- Your assignment:
Show all lines containing "SignatureError" from the data below.
───── Records shown
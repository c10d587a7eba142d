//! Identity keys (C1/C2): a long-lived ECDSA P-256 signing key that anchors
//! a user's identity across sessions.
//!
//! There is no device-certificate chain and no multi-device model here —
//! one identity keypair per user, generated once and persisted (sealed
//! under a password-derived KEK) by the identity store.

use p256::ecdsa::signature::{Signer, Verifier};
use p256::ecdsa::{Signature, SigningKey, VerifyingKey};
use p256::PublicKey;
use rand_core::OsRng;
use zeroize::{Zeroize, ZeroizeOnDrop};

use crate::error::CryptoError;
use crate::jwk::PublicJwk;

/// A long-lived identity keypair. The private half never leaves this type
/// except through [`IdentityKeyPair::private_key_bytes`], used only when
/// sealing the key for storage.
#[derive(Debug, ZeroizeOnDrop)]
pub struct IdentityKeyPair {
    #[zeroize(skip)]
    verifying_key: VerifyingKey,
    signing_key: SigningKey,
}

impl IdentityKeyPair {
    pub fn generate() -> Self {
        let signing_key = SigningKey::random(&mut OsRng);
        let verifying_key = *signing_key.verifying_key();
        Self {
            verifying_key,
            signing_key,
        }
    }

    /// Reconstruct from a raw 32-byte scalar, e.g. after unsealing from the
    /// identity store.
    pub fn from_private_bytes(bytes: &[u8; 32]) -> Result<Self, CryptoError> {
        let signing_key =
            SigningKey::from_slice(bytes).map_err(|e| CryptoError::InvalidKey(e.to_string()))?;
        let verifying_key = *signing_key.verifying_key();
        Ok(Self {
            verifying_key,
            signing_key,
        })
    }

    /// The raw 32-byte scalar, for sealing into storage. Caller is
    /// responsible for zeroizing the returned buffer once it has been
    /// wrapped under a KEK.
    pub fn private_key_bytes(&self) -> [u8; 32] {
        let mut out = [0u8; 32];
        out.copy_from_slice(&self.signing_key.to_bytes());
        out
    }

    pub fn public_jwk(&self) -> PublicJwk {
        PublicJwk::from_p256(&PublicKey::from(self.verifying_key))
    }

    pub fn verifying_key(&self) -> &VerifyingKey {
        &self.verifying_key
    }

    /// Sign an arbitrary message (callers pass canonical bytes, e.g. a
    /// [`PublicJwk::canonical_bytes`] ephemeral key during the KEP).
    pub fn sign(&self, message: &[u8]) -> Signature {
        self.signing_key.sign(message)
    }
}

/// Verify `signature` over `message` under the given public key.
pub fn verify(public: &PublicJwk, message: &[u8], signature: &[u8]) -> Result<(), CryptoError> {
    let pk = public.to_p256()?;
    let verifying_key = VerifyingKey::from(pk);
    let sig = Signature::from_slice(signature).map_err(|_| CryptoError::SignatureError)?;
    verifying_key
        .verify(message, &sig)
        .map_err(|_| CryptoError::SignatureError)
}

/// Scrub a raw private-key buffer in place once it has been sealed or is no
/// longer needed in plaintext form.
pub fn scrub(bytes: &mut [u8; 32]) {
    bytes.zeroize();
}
──────────
- Result of this task:
    let sig = Signature::from_slice(signature).map_err(|_| CryptoError::SignatureError)?;
        .map_err(|_| CryptoError::SignatureError)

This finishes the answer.